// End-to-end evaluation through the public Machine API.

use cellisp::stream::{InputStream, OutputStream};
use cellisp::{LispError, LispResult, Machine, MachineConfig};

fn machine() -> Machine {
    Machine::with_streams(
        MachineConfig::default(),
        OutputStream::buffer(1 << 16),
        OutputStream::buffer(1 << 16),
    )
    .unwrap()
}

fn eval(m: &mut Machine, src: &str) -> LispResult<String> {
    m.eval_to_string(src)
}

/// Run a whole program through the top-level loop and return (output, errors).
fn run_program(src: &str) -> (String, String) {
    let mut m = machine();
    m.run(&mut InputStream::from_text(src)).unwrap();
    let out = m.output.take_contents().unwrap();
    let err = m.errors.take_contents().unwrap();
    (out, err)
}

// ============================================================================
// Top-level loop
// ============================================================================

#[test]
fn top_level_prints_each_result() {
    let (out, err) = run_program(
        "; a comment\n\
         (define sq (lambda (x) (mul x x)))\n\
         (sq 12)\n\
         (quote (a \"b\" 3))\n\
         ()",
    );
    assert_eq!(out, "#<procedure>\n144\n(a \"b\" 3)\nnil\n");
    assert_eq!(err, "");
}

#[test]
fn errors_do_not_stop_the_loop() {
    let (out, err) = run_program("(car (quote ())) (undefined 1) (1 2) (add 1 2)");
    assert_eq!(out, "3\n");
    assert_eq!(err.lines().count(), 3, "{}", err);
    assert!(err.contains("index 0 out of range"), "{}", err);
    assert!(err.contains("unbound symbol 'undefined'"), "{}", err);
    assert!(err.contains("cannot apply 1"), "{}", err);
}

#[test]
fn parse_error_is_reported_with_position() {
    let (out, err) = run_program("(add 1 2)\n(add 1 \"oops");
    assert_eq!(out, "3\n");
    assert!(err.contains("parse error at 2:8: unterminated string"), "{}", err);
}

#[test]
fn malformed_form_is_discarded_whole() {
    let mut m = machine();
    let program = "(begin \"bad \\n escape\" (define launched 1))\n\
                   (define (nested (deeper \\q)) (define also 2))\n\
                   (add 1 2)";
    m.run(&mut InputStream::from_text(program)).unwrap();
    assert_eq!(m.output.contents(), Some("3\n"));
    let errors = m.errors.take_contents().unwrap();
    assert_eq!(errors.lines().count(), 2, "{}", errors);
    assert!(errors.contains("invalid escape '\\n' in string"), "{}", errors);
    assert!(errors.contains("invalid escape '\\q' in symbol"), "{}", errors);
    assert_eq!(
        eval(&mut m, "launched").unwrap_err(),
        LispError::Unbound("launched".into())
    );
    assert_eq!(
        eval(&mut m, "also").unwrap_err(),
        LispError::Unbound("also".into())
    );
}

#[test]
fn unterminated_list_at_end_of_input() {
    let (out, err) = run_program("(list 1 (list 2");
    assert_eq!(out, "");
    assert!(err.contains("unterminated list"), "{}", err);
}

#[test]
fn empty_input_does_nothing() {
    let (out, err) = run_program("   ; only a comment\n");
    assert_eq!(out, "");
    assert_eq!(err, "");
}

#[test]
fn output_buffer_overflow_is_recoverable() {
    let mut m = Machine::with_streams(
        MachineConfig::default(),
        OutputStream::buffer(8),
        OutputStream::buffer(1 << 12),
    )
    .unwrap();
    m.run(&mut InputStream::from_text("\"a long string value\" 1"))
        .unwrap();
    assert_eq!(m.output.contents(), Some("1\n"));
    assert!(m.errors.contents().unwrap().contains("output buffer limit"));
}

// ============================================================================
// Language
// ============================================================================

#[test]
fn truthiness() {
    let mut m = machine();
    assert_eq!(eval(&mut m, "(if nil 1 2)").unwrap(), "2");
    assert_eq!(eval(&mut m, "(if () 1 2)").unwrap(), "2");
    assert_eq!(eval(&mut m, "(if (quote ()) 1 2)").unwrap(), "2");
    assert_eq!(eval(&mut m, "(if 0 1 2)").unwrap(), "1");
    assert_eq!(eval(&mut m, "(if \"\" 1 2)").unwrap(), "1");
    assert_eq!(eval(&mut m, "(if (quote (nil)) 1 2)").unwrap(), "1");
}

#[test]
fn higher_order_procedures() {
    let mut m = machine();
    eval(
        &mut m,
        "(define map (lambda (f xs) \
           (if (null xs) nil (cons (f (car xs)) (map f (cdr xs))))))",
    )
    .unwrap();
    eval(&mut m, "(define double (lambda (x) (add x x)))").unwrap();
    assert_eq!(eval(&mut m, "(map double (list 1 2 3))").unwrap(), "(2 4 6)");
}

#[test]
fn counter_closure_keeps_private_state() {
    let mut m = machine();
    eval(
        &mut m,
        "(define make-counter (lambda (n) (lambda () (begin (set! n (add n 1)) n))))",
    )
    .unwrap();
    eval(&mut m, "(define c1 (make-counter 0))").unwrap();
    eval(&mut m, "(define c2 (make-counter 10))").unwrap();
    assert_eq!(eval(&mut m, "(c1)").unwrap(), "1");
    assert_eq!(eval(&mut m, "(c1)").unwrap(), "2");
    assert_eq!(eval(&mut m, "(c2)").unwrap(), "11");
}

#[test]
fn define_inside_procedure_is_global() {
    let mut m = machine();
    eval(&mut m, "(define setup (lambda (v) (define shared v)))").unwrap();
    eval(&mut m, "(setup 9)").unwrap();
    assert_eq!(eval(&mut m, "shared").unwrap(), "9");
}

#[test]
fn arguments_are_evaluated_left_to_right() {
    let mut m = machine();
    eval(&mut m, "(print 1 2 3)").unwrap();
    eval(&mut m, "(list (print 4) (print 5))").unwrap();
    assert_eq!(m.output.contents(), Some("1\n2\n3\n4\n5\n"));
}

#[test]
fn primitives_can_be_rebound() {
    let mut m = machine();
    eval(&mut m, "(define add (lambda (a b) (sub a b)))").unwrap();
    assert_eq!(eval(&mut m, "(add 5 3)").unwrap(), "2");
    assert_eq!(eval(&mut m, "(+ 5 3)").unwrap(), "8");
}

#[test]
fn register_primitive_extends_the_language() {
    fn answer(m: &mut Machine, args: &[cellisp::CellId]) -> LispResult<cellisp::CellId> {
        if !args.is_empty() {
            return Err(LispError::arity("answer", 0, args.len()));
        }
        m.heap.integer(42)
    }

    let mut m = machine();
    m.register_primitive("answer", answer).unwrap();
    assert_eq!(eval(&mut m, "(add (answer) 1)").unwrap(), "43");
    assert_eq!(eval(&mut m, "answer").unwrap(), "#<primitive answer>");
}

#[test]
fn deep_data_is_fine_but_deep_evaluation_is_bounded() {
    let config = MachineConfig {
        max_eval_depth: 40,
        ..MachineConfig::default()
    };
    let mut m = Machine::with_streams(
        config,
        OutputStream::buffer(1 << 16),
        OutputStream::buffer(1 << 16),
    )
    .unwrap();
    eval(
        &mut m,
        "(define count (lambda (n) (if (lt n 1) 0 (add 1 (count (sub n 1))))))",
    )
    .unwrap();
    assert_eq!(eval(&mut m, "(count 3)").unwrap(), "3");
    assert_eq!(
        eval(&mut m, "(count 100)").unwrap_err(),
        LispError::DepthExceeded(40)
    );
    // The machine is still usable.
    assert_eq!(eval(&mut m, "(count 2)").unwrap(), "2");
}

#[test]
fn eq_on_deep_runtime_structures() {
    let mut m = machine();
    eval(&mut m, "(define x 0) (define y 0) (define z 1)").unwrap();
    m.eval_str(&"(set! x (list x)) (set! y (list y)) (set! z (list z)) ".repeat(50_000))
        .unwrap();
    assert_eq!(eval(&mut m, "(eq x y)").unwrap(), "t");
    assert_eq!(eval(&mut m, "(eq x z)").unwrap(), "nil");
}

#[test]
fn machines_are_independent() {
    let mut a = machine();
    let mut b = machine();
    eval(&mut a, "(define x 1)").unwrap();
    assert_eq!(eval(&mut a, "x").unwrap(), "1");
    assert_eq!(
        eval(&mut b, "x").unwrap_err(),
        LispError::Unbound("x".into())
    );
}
---
Show all of the lines above in which "Some" is present.

    assert_eq!(m.output.contents(), Some("3\n"));
    assert_eq!(m.output.contents(), Some("1\n"));
    assert_eq!(m.output.contents(), Some("1\n2\n3\n4\n5\n"));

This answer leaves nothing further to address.